The ministry of defence runs two language schools, one each in New Delhi and in Pachmarhi in MP, where officers from all ministries can learn 16 different languages. The ones in demand include those that are intimately linked with India’s security matrix (like Arabic, Persian, Pashto, Dari and Burmese). Soon after the 9/11 attacks, the US government realised how short it was on speakers of Arabic, Persian, Pashto and Dari. Since then it has made an effort to reach out to speakers of these languages. There has been no comparable effort by the Indian government to identify strategic languages, prioritise them and develop their speakers. Despite Sri Lanka’s strategic importance, there is only one serving ifs officer who’s conversant with Sinhala.

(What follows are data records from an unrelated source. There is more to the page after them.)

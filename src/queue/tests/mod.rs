//! Test module organization for the work queue

pub mod support;
use super::{Advancement, AdvancementKind, SkillGrant};
use crate::system::mythcraft::SystemConfig;
use serde::{Deserialize, Serialize};
use std::collections::{BTreeMap, BTreeSet};

/// The player's recorded choice for one advancement.
///
/// Item grants record the uuids of the chosen candidates, skill grants record the points spent per skill key.
#[derive(Clone, PartialEq, Eq, Debug, Serialize, Deserialize)]
#[serde(untagged)]
pub enum Selection {
	Items(BTreeSet<String>),
	Skills(BTreeMap<String, u32>),
}

#[derive(thiserror::Error, Debug, PartialEq, Eq)]
pub enum SelectionError {
	#[error("Expected a {expected} selection, found a {found} selection")]
	WrongKind { expected: &'static str, found: &'static str },
	#[error("Expected exactly {expected} items to be chosen, found {found}")]
	WrongCount { expected: usize, found: usize },
	#[error("{0:?} is not a candidate of this advancement")]
	UnknownCandidate(String),
	#[error("Skill {0:?} is not eligible for this advancement")]
	IneligibleSkill(String),
	#[error("Skill {skill:?} received {points} points but may receive at most {max}")]
	OverMax { skill: String, points: u32, max: u32 },
	#[error("Expected exactly {expected} points to be spent, found {found}")]
	WrongTotal { expected: u32, found: u32 },
}

impl Selection {
	pub fn kind_name(&self) -> &'static str {
		match self {
			Self::Items(_) => "itemGrant",
			Self::Skills(_) => "skill",
		}
	}

	pub fn items(&self) -> Option<&BTreeSet<String>> {
		match self {
			Self::Items(items) => Some(items),
			Self::Skills(_) => None,
		}
	}

	/// Returns true if this selection has the shape the advancement records.
	pub fn matches(&self, kind: &AdvancementKind) -> bool {
		matches!(
			(self, kind),
			(Self::Items(_), AdvancementKind::ItemGrant(_)) | (Self::Skills(_), AdvancementKind::Skill(_))
		)
	}

	/// Checks the selection against the advancement's cardinality or point budget.
	///
	/// `candidates` are the uuids of the item candidates that could be resolved,
	/// which bounds how many items a "choose all" grant requires.
	pub fn validate<'c>(
		&self,
		advancement: &Advancement,
		candidates: impl IntoIterator<Item = &'c str>,
		config: &SystemConfig,
	) -> Result<(), SelectionError> {
		match (self, &advancement.kind) {
			(Self::Items(chosen), AdvancementKind::ItemGrant(grant)) => {
				let candidates = candidates.into_iter().collect::<BTreeSet<_>>();
				if let Some(unknown) = chosen.iter().find(|uuid| !candidates.contains(uuid.as_str())) {
					return Err(SelectionError::UnknownCandidate(unknown.clone()));
				}
				let expected = grant.choose.count(candidates.len()).min(candidates.len());
				if chosen.len() != expected {
					return Err(SelectionError::WrongCount { expected, found: chosen.len() });
				}
				Ok(())
			}
			(Self::Skills(points), AdvancementKind::Skill(grant)) => validate_points(points, grant, config),
			(selection, kind) => Err(SelectionError::WrongKind {
				expected: kind.name(),
				found: selection.kind_name(),
			}),
		}
	}
}

fn validate_points(
	points: &BTreeMap<String, u32>,
	grant: &SkillGrant,
	config: &SystemConfig,
) -> Result<(), SelectionError> {
	let eligible = grant.eligible(config);
	let mut total = 0u32;
	for (skill, &spent) in points {
		let Some(option) = eligible.iter().find(|option| &option.key == skill) else {
			return Err(SelectionError::IneligibleSkill(skill.clone()));
		};
		if spent > option.max {
			return Err(SelectionError::OverMax { skill: skill.clone(), points: spent, max: option.max });
		}
		total = total.saturating_add(spent);
	}
	if total != grant.points {
		return Err(SelectionError::WrongTotal { expected: grant.points, found: total });
	}
	Ok(())
}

Moreover, the Centre’s drive to recruit foreign language speakers is being undercut by the expanding private sector. Nowhere is this more evident than among those who learn Chinese. In the 1980s, nearly all graduates of JNU’s Centre for Chinese and South East Asian Studies would join the government. Now, when political and especially economic ties with China are developing rapidly, only about one in every hundred Chinese students joins the government. Most head for lucrative jobs. Gautam Kumar Jha, a fluent speaker of Bahasa Indonesia and Portuguese, who quit working for the CMS in 2004 to join J.P. Morgan in Mumbai, is a case in point. “I was paid just Rs 800 per day and would often get the money after a gap of four months. What’s worse, foreign language speakers at CMS are not respected and valued the way they should be,” he says.